Chronic infusion of subpressor level of angiotensin II (ANG II) increases the abundance of Na transporters along the distal nephron, balanced by suppression of Na transporters along the proximal tubule and medullary thick ascending limb (defined as "proximal nephron"), which impacts K handling along the entire renal tubule. The objective of this study was to quantitatively assess the impact of chronic ANG II on the renal handling of Na and K in female rats, using a computational model of the female rat renal tubule. Our results indicate that the downregulation of proximal nephron Na reabsorption (T), which occurs in response to ANG II-triggered hypertension, involves changes in both transporter abundance and trafficking.

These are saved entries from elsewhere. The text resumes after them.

//! ==============================================================================
//! dashboard.rs - dashboard aggregation and html rendering
//! ==============================================================================
//!
//! purpose:
//!     summarize the in-memory window (messages, readings, sensor types,
//!     devices) and render the latest message's readings as an html table.
//!
//! relationships:
//!     - reads: store.rs (borrow_all for totals, latest_one for the table)
//!     - used by: web.rs (GET /dashboard, GET /)
//!
//! ==============================================================================

use crate::domain::NormalizedReading;
use crate::store::MessageStore;

use chrono::{DateTime, Utc};
use std::collections::HashSet;

/// readings of the latest message shown on the dashboard
pub const MAX_DASHBOARD_READINGS: usize = 20;

#[derive(Debug, Clone, Default)]
pub struct DashboardData {
    pub has_data: bool,
    pub total_messages: usize,
    pub total_readings: usize,
    pub sensor_type_count: usize,
    pub device_count: usize,
    pub latest_readings: Vec<NormalizedReading>,
}

impl DashboardData {
    pub fn collect(store: &MessageStore) -> Self {
        let mut data = Self::default();
        if store.is_empty() {
            return data;
        }

        // totals straight off the locked window; guard dropped at block end
        {
            let messages = store.borrow_all();

            let mut sensor_types = HashSet::new();
            let mut devices = HashSet::new();
            for message in messages.iter() {
                data.total_readings += message.total_readings;
                devices.insert(message.device_id.as_str());
                sensor_types.extend(message.sensor_types.iter().map(String::as_str));
            }

            data.has_data = true;
            data.total_messages = messages.len();
            data.sensor_type_count = sensor_types.len();
            data.device_count = devices.len();
        }

        if let Some(latest) = store.latest_one() {
            data.latest_readings = latest
                .readings
                .iter()
                .take(MAX_DASHBOARD_READINGS)
                .cloned()
                .collect();
        }

        data
    }
}

/// escape html special characters to prevent xss
pub fn html_escape(s: &str) -> String {
    s.replace('&', "&amp;")
     .replace('<', "&lt;")
     .replace('>', "&gt;")
     .replace('"', "&quot;")
}

const STYLE: &str = r#"
    body { font-family: system-ui; padding: 2rem; background: #1a1a2e; color: #eee; }
    .cards { display: flex; gap: 1rem; flex-wrap: wrap; margin-bottom: 2rem; }
    .card { background: #16213e; padding: 1rem 1.5rem; border-radius: 8px; min-width: 10rem; }
    .card b { display: block; font-size: 1.8rem; color: #4ecca3; }
    table { border-collapse: collapse; width: 100%; }
    td, th { padding: 0.4rem 0.8rem; border-bottom: 1px solid #333; text-align: left; vertical-align: top; }
    .muted { color: #888; }
"#;

pub fn render_dashboard(data: &DashboardData) -> String {
    let mut body = String::new();

    body.push_str(&format!(
        r#"<div class="cards">
    <div class="card"><b>{}</b>messages</div>
    <div class="card"><b>{}</b>readings</div>
    <div class="card"><b>{}</b>sensor types</div>
    <div class="card"><b>{}</b>devices</div>
</div>"#,
        data.total_messages, data.total_readings, data.sensor_type_count, data.device_count
    ));

    if !data.has_data {
        body.push_str(r#"<p class="muted">no data yet - point the app's push url at <code>/data</code></p>"#);
    } else {
        body.push_str("<h2>latest readings</h2>\n<table>\n<tr><th>sensor</th><th>time</th><th>accuracy</th><th>values</th></tr>\n");
        for reading in &data.latest_readings {
            let values: Vec<String> = reading
                .values
                .iter()
                .map(|v| {
                    format!(
                        r#"<span title="{}">{}: {} {}</span>"#,
                        html_escape(&v.description),
                        html_escape(&v.name),
                        html_escape(&v.value_text),
                        html_escape(&v.unit)
                    )
                })
                .collect();
            body.push_str(&format!(
                "<tr><td>{}</td><td>{}</td><td>{}</td><td>{}</td></tr>\n",
                html_escape(&reading.sensor_type),
                html_escape(&reading.readable_time_text),
                html_escape(&reading.accuracy_text),
                values.join("<br>")
            ));
        }
        body.push_str("</table>");
    }

    page("sensor dashboard", &body)
}

pub fn render_index(stored: usize, last_received: Option<DateTime<Utc>>) -> String {
    let last = match last_received {
        Some(at) => format!("last message at {}", at.format("%Y-%m-%d %H:%M:%S UTC")),
        None => "waiting for the first message".to_string(),
    };
    let body = format!(
        r#"<p>hub is running, {} messages in memory, {}.</p>
<table>
<tr><td><code>POST /data</code></td><td>ingest endpoint for the streaming app</td></tr>
<tr><td><code>GET /dashboard</code></td><td>live dashboard</td></tr>
<tr><td><code>GET /api/data</code></td><td>in-memory messages</td></tr>
<tr><td><code>GET /api/latest?n=10</code></td><td>most recent messages</td></tr>
<tr><td><code>GET /api/db/data?limit=&amp;device=&amp;sensor=</code></td><td>stored messages</td></tr>
<tr><td><code>GET /api/db/devices</code></td><td>per-device statistics</td></tr>
<tr><td><code>GET /api/db/stats</code></td><td>storage totals</td></tr>
</table>"#,
        stored, last
    );
    page("sensor hub", &body)
}

fn page(title: &str, body: &str) -> String {
    format!(
        r#"<!doctype html>
<html>
<head><meta charset="utf-8"><meta http-equiv="refresh" content="5"><title>{title}</title><style>{STYLE}</style></head>
<body>
<h1>{title}</h1>
{body}
</body>
</html>"#
    )
}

Our model suggests that substantial (∼30%) downregulation of active NHE3 in proximal tubule (PT) microvilli is needed to reestablish the Na balance at 2 wk of ANG II infusion. The 35% decrease in SGLT2, a known NHE3 regulator, may contribute to this downregulation. Both depression of proximal nephron T and stimulation of distal ENaC raise urinary K excretion in ANG II-treated females, while K loss is slightly mitigated by cortical NKCC2 and NCC upregulation. Our model predicts that K excretion may be more significantly limited during ANG II infusion by ROMK inhibition in the distal nephron and/or KCC3 upregulation in the PT, which remain open questions for experimental validation. In summary, our analysis indicates that ANG II hypertension triggers a series of events from distal T stimulation followed by compensatory reduction in proximal nephron T and accompanying adjustments to limit excessive K secretion. We used a computational model of the renal tubule to assess the impact of 2-wk angiotensin II (ANG II) infusion on the handling of Na and K in female rats. ANG II strongly stimulates distal Na reabsorption and K secretion. Simulations indicate that substantial downregulation of proximal tubule NHE3 is needed to reestablish Na balance at 2 wk. Proximal adaptations challenge K homeostasis, and regulation of distal NCC and specific K channels likely limit urinary K losses.